**Task goal**
Return each line below holding the string "RandomState".

━━ Entries supplied ━━

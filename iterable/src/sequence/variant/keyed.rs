use crate::error;
use crate::value::{Map, Value};

/// A keyed mapping, yielded as `[key, value]` pairs in enumeration order.
#[derive(Debug, Clone)]
pub struct Keyed {
    map: Map,
}

impl Keyed {
    pub(crate) fn new(map: Map) -> Self {
        Self { map }
    }

    pub(crate) fn len(&self) -> usize {
        self.map.len()
    }

    pub(crate) fn iter(&self) -> KeyedIter {
        KeyedIter {
            map: self.map.clone(),
            index: 0,
        }
    }

    pub(crate) fn ptr_eq(&self, other: &Keyed) -> bool {
        self.map.ptr_eq(&other.map)
    }
}

pub struct KeyedIter {
    map: Map,
    index: usize,
}

impl Iterator for KeyedIter {
    type Item = error::Result<Value>;

    fn next(&mut self) -> Option<Self::Item> {
        let (key, value) = self.map.get_index(self.index)?;
        let pair = Value::list([key.to_value(), value.clone()]);
        self.index += 1;
        Some(Ok(pair))
    }

    fn size_hint(&self) -> (usize, Option<usize>) {
        let remaining = self.map.len().saturating_sub(self.index);
        (remaining, Some(remaining))
    }
}
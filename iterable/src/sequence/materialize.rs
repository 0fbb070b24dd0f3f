use std::cmp::Ordering;

use crate::error;
use crate::value::{Entries, Map, MapKey, Value};

use super::Sequence;

// Eager operations. Everything here pulls the whole sequence into memory
// before producing anything; the results that are sequences replay that
// buffer.
impl Sequence {
    /// All elements, in order.
    pub fn to_vec(&self) -> error::Result<Vec<Value>> {
        self.iter().collect()
    }

    /// A map from `[key, value]` elements. A key that occurs again replaces
    /// the value but keeps the position of its first occurrence.
    pub fn to_map(&self) -> error::Result<Map> {
        let mut entries = Entries::default();
        for item in self.iter() {
            let item = item?;
            match item.as_list() {
                Some([key, value]) => {
                    entries.insert(MapKey::new(key)?, value.clone());
                }
                _ => {
                    return Err(error::Error::argument(format!(
                        "expected a [key, value] pair, got {}",
                        item
                    )))
                }
            }
        }
        Ok(entries.into())
    }

    /// The elements in reverse order.
    pub fn reverse(&self) -> error::Result<Sequence> {
        let mut buffer = self.to_vec()?;
        buffer.reverse();
        Ok(buffer.into_iter().collect())
    }

    /// The elements in natural order. The sort is stable.
    pub fn sorted(&self) -> error::Result<Sequence> {
        self.sorted_by(Value::natural_cmp)
    }

    pub fn sorted_by<C>(&self, cmp: C) -> error::Result<Sequence>
    where
        C: FnMut(&Value, &Value) -> Ordering,
    {
        let mut buffer = self.to_vec()?;
        buffer.sort_by(cmp);
        Ok(buffer.into_iter().collect())
    }

    /// Every element whose evaluation is the greatest, in order.
    ///
    /// ```
    /// use iterable::{Sequence, Value};
    ///
    /// let sequence = Sequence::range(7);
    /// let greater = sequence
    ///     .greater(|value| Value::from(value.as_i64().unwrap() % 3))
    ///     .unwrap();
    /// assert_eq!(greater, vec![Value::from(2), Value::from(5)]);
    /// ```
    pub fn greater<E>(&self, eval: E) -> error::Result<Vec<Value>>
    where
        E: Fn(&Value) -> Value,
    {
        self.extremes(eval, Ordering::Greater)
    }

    /// Every element whose evaluation is the least, in order.
    pub fn lesser<E>(&self, eval: E) -> error::Result<Vec<Value>>
    where
        E: Fn(&Value) -> Value,
    {
        self.extremes(eval, Ordering::Less)
    }

    fn extremes<E>(&self, eval: E, wanted: Ordering) -> error::Result<Vec<Value>>
    where
        E: Fn(&Value) -> Value,
    {
        let mut best: Option<Value> = None;
        let mut winners = Vec::new();
        for item in self.iter() {
            let value = item?;
            let score = eval(&value);
            let ordering = match &best {
                Some(best) => score.natural_cmp(best),
                None => wanted,
            };
            if ordering == wanted {
                // a new extremum: the earlier candidates are out
                best = Some(score);
                winners.clear();
                winners.push(value);
            } else if ordering == Ordering::Equal {
                winners.push(value);
            }
        }
        Ok(winners)
    }

    /// At most `n` elements at evenly spaced positions, first and last
    /// included. A sequence of at most `n` elements is returned as it is.
    pub fn sample(&self, n: usize) -> error::Result<Sequence> {
        if self.len_hint().is_some_and(|len| len <= n) {
            return Ok(self.clone());
        }
        let buffer = self.to_vec()?;
        let len = buffer.len();
        if len <= n {
            return Ok(self.clone());
        }
        let positions: Box<dyn Iterator<Item = usize>> = match n {
            0 => Box::new(std::iter::empty()),
            1 => Box::new(std::iter::once(0)),
            _ => Box::new((0..n).map(move |i| i * (len - 1) / (n - 1))),
        };
        Ok(positions.map(|position| buffer[position].clone()).collect())
    }

    /// Consecutive chunks of `n` elements; the last one may be shorter.
    pub fn slices(&self, n: usize) -> error::Result<Sequence> {
        if n == 0 {
            return Err(error::Error::argument("slice size must be positive"));
        }
        let parent = self.clone();
        Ok(Sequence::derived("slices", move || {
            let mut iter = parent.iter();
            std::iter::from_fn(move || {
                let mut chunk = Vec::with_capacity(n);
                while chunk.len() < n {
                    match iter.next() {
                        Some(Ok(value)) => chunk.push(value),
                        Some(Err(e)) => return Some(Err(e)),
                        None => break,
                    }
                }
                (!chunk.is_empty()).then(|| Ok(Value::list(chunk)))
            })
        }))
    }
}

#[cfg(test)]
mod tests {
    use insta::assert_snapshot;

    use super::*;

    #[test]
    fn test_to_map_keeps_last_value_at_first_position() {
        let pairs = Sequence::from(vec![
            Value::list([Value::from("a"), Value::from(1)]),
            Value::list([Value::from("b"), Value::from(2)]),
            Value::list([Value::from("a"), Value::from(3)]),
        ]);
        assert_snapshot!(Value::from(pairs.to_map().unwrap()), @"{a: 3, b: 2}");
    }

    #[test]
    fn test_to_map_rejects_non_pairs() {
        let err = Sequence::from(vec![Value::list([1, 2, 3])]).to_map().unwrap_err();
        assert_snapshot!(err, @"invalid argument: expected a [key, value] pair, got 1,2,3");
    }

    #[test]
    fn test_to_map_of_keyed_source_round_trips() {
        let map = Map::from_entries([("x", 1), ("y", 2)]);
        assert_eq!(Sequence::from(map.clone()).to_map(), Ok(map));
    }

    #[test]
    fn test_reverse_is_an_involution() {
        let sequence = Sequence::from("abc");
        let twice = sequence.reverse().unwrap().reverse().unwrap();
        assert_eq!(twice.to_vec(), sequence.to_vec());
    }

    #[test]
    fn test_sorted_by_descending() {
        let sorted = Sequence::from(vec![1, 3, 2])
            .sorted_by(|a, b| b.natural_cmp(a))
            .unwrap();
        assert_eq!(sorted.join(""), Ok("321".to_string()));
    }

    #[test]
    fn test_lesser_discards_earlier_candidates() {
        let lesser = Sequence::from(vec![5, 4, 1, 7, 1])
            .lesser(Value::clone)
            .unwrap();
        assert_eq!(lesser, vec![Value::from(1), Value::from(1)]);
    }

    #[test]
    fn test_sample_spacing() {
        let sample = Sequence::range(10).sample(4).unwrap();
        assert_eq!(sample.join(","), Ok("0,3,6,9".to_string()));
    }

    #[test]
    fn test_sample_of_derived_sequence() {
        let short = Sequence::range(3).map(|value, _| value.clone());
        assert!(short.sample(3).unwrap().same_recipe(&short));
        assert_eq!(short.sample(2).unwrap().join(","), Ok("0,2".to_string()));
    }

    #[test]
    fn test_slices_of_zero_is_argument_error() {
        let err = Sequence::from("ab").slices(0).unwrap_err();
        assert_eq!(err.code(), "ArgumentError");
    }
}
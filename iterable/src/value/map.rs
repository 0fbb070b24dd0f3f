use std::fmt;
use std::rc::Rc;

use ahash::RandomState;
use indexmap::IndexMap;
use ordered_float::OrderedFloat;

use crate::error;

use super::{integral, Value};

pub(crate) type Entries = IndexMap<MapKey, Value, RandomState>;

// A map key is the hashable subset of Value. Integral floats are stored as
// integers, so that 1 and 1.0 address the same entry, in line with how
// values compare.
#[derive(Debug, Clone, PartialEq, Eq, Hash)]
#[cfg_attr(feature = "serde", derive(serde::Serialize))]
pub enum MapKey {
    Bool(bool),
    Integer(i64),
    Float(OrderedFloat<f64>),
    String(Rc<str>),
}

impl MapKey {
    /// Build a key from a value.
    ///
    /// Null, lists, maps and sequences cannot be keys.
    pub fn new(value: &Value) -> error::Result<MapKey> {
        match value {
            Value::Bool(b) => Ok(MapKey::Bool(*b)),
            Value::Integer(i) => Ok(MapKey::Integer(*i)),
            Value::Float(f) => match integral(f.0) {
                Some(i) => Ok(MapKey::Integer(i)),
                None => Ok(MapKey::Float(*f)),
            },
            Value::String(s) => Ok(MapKey::String(s.clone())),
            other => Err(error::Error::argument(format!(
                "a {} cannot be used as a map key",
                other.kind_name()
            ))),
        }
    }

    pub fn to_value(&self) -> Value {
        match self {
            MapKey::Bool(b) => Value::Bool(*b),
            MapKey::Integer(i) => Value::Integer(*i),
            MapKey::Float(f) => Value::Float(*f),
            MapKey::String(s) => Value::String(s.clone()),
        }
    }
}

impl From<&str> for MapKey {
    fn from(s: &str) -> Self {
        MapKey::String(s.into())
    }
}

impl From<String> for MapKey {
    fn from(s: String) -> Self {
        MapKey::String(s.into())
    }
}

impl From<i64> for MapKey {
    fn from(i: i64) -> Self {
        MapKey::Integer(i)
    }
}

impl From<bool> for MapKey {
    fn from(b: bool) -> Self {
        MapKey::Bool(b)
    }
}

impl fmt::Display for MapKey {
    fn fmt(&self, f: &mut fmt::Formatter<'_>) -> fmt::Result {
        fmt::Display::fmt(&self.to_value(), f)
    }
}

/// A keyed mapping. Entries enumerate in insertion order; replacing the
/// value of an existing key keeps the key's original position.
#[derive(Debug, Clone, PartialEq, Default)]
pub struct Map(Rc<Entries>);

impl Map {
    pub fn new() -> Self {
        Self::default()
    }

    pub fn from_entries<K, V, I>(entries: I) -> Self
    where
        K: Into<MapKey>,
        V: Into<Value>,
        I: IntoIterator<Item = (K, V)>,
    {
        let mut map = Entries::default();
        for (key, value) in entries {
            map.insert(key.into(), value.into());
        }
        Self(Rc::new(map))
    }

    pub fn len(&self) -> usize {
        self.0.len()
    }

    pub fn is_empty(&self) -> bool {
        self.0.is_empty()
    }

    pub fn get(&self, key: impl Into<MapKey>) -> Option<&Value> {
        self.0.get(&key.into())
    }

    pub(crate) fn get_key(&self, key: &MapKey) -> Option<&Value> {
        self.0.get(key)
    }

    /// The entry at a position in enumeration order.
    pub fn get_index(&self, index: usize) -> Option<(&MapKey, &Value)> {
        self.0.get_index(index)
    }

    pub fn keys(&self) -> impl Iterator<Item = &MapKey> + '_ {
        self.0.keys()
    }

    pub fn values(&self) -> impl Iterator<Item = &Value> + '_ {
        self.0.values()
    }

    pub fn iter(&self) -> impl Iterator<Item = (&MapKey, &Value)> + '_ {
        self.0.iter()
    }

    /// A new map with `key` set to `value`.
    pub fn put(&self, key: impl Into<MapKey>, value: impl Into<Value>) -> Self {
        let mut map = self.0.as_ref().clone();
        map.insert(key.into(), value.into());
        Self(Rc::new(map))
    }

    pub(crate) fn ptr_eq(&self, other: &Map) -> bool {
        Rc::ptr_eq(&self.0, &other.0)
    }
}

impl From<Entries> for Map {
    fn from(entries: Entries) -> Self {
        Self(Rc::new(entries))
    }
}
use std::fmt;
use std::rc::Rc;

use ahash::{HashSet, HashSetExt};

use crate::error;
use crate::value::{Entries, MapKey, Value};

use super::Sequence;

/// A projection applied to every element by [`Sequence::select`].
#[derive(Clone)]
pub enum Selector {
    /// The item at a position of a list or text, or the entry with an
    /// integer key in a map.
    Key(usize),
    /// The entry with a string key in a map.
    Property(Rc<str>),
    /// A list with one projection per selector.
    Keys(Vec<Selector>),
    /// A map with one projection per named selector, resolved recursively.
    Template(Vec<(Rc<str>, Selector)>),
    /// An arbitrary function of the element.
    Function(Rc<dyn Fn(&Value) -> Value>),
}

impl Selector {
    pub fn key(index: usize) -> Self {
        Selector::Key(index)
    }

    pub fn property(name: impl Into<Rc<str>>) -> Self {
        Selector::Property(name.into())
    }

    pub fn keys<I>(selectors: I) -> Self
    where
        I: IntoIterator,
        I::Item: Into<Selector>,
    {
        Selector::Keys(selectors.into_iter().map(Into::into).collect())
    }

    /// A template of named selectors. Names must be unique.
    pub fn template<I, N, S>(entries: I) -> error::Result<Self>
    where
        I: IntoIterator<Item = (N, S)>,
        N: Into<Rc<str>>,
        S: Into<Selector>,
    {
        let mut seen = HashSet::new();
        let mut template = Vec::new();
        for (name, selector) in entries {
            let name = name.into();
            if !seen.insert(name.clone()) {
                return Err(error::Error::argument(format!(
                    "duplicate name {:?} in template",
                    name
                )));
            }
            template.push((name, selector.into()));
        }
        Ok(Selector::Template(template))
    }

    pub fn function<F>(f: F) -> Self
    where
        F: Fn(&Value) -> Value + 'static,
    {
        Selector::Function(Rc::new(f))
    }

    /// Project `value`. A missing position or key gives `Null`.
    pub fn apply(&self, value: &Value) -> error::Result<Value> {
        match self {
            Selector::Key(index) => match value {
                Value::List(items) => Ok(items.get(*index).cloned().into()),
                Value::String(text) => Ok(text.chars().nth(*index).into()),
                Value::Map(map) => {
                    let key = i64::try_from(*index).map(MapKey::Integer).ok();
                    Ok(key.and_then(|key| map.get_key(&key).cloned()).into())
                }
                other => Err(error::Error::argument(format!(
                    "cannot select position {} from {}",
                    index,
                    other.kind_name()
                ))),
            },
            Selector::Property(name) => match value {
                Value::Map(map) => Ok(map.get_key(&MapKey::String(name.clone())).cloned().into()),
                other => Err(error::Error::argument(format!(
                    "cannot select property {:?} from {}",
                    name,
                    other.kind_name()
                ))),
            },
            Selector::Keys(selectors) => {
                let items = selectors
                    .iter()
                    .map(|selector| selector.apply(value))
                    .collect::<error::Result<Vec<_>>>()?;
                Ok(Value::list(items))
            }
            Selector::Template(template) => {
                let mut entries = Entries::default();
                for (name, selector) in template {
                    entries.insert(MapKey::String(name.clone()), selector.apply(value)?);
                }
                Ok(Value::Map(entries.into()))
            }
            Selector::Function(f) => Ok(f(value)),
        }
    }
}

impl fmt::Debug for Selector {
    fn fmt(&self, f: &mut fmt::Formatter<'_>) -> fmt::Result {
        match self {
            Selector::Key(index) => f.debug_tuple("Key").field(index).finish(),
            Selector::Property(name) => f.debug_tuple("Property").field(name).finish(),
            Selector::Keys(selectors) => f.debug_tuple("Keys").field(selectors).finish(),
            Selector::Template(template) => f.debug_tuple("Template").field(template).finish(),
            Selector::Function(_) => f.write_str("Function"),
        }
    }
}

impl From<usize> for Selector {
    fn from(index: usize) -> Self {
        Selector::Key(index)
    }
}

impl From<&str> for Selector {
    fn from(name: &str) -> Self {
        Selector::Property(name.into())
    }
}

impl Sequence {
    /// Project every element through `selector`.
    pub fn select(&self, selector: impl Into<Selector>) -> Sequence {
        let selector = selector.into();
        self.derive_filter_map("select", move |value, _| Some(selector.apply(&value)))
    }
}

#[cfg(test)]
mod tests {
    use insta::assert_snapshot;

    use crate::value::Map;

    use super::*;

    fn rows() -> Sequence {
        Sequence::from(vec![
            Value::list([0, 1, 2]),
            Value::list([3, 4, 5]),
            Value::list([6, 7, 8]),
        ])
    }

    fn joined(sequence: &Sequence) -> String {
        sequence.join(" | ").unwrap()
    }

    #[test]
    fn test_select_key() {
        assert_snapshot!(joined(&rows().select(2usize)), @"2 | 5 | 8");
    }

    #[test]
    fn test_select_keys() {
        let selector = Selector::keys([0usize, 2]);
        assert_snapshot!(joined(&rows().select(selector)), @"0,2 | 3,5 | 6,8");
    }

    #[test]
    fn test_select_template() {
        let selector = Selector::template([
            ("a", Selector::key(1)),
            ("b", Selector::keys([0usize, 2])),
            (
                "c",
                Selector::function(|row| {
                    let row = row.as_list().unwrap();
                    Value::from(row[0].as_i64().unwrap() + row[2].as_i64().unwrap())
                }),
            ),
        ])
        .unwrap();
        assert_snapshot!(
            joined(&rows().select(selector)),
            @"{a: 1, b: 0,2, c: 2} | {a: 4, b: 3,5, c: 8} | {a: 7, b: 6,8, c: 14}"
        );
    }

    #[test]
    fn test_select_property() {
        let points = Sequence::from(vec![
            Map::from_entries([("x", 0), ("y", 0)]),
            Map::from_entries([("x", 1), ("y", 0)]),
        ]);
        assert_snapshot!(joined(&points.select("x")), @"0 | 1");
        assert_snapshot!(joined(&points.select(Selector::keys(["y", "x"]))), @"0,0 | 0,1");
    }

    #[test]
    fn test_missing_key_is_null() {
        assert_eq!(Selector::key(5).apply(&Value::list([1])), Ok(Value::Null));
        assert_eq!(
            Selector::property("z").apply(&Map::from_entries([("x", 1)]).into()),
            Ok(Value::Null)
        );
    }

    #[test]
    fn test_key_of_text() {
        assert_eq!(Selector::key(1).apply(&Value::from("ab")), Ok(Value::from("b")));
    }

    #[test]
    fn test_select_from_scalar_is_argument_error() {
        let err = Selector::property("x").apply(&Value::from(1)).unwrap_err();
        assert_snapshot!(err, @r#"invalid argument: cannot select property "x" from integer"#);
    }

    #[test]
    fn test_duplicate_template_name() {
        let err = Selector::template([("a", Selector::key(0)), ("a", Selector::key(1))]).unwrap_err();
        assert_eq!(err.code(), "ArgumentError");
    }
}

━━━

**Final answer**
use ahash::RandomState;
pub(crate) type Entries = IndexMap<MapKey, Value, RandomState>;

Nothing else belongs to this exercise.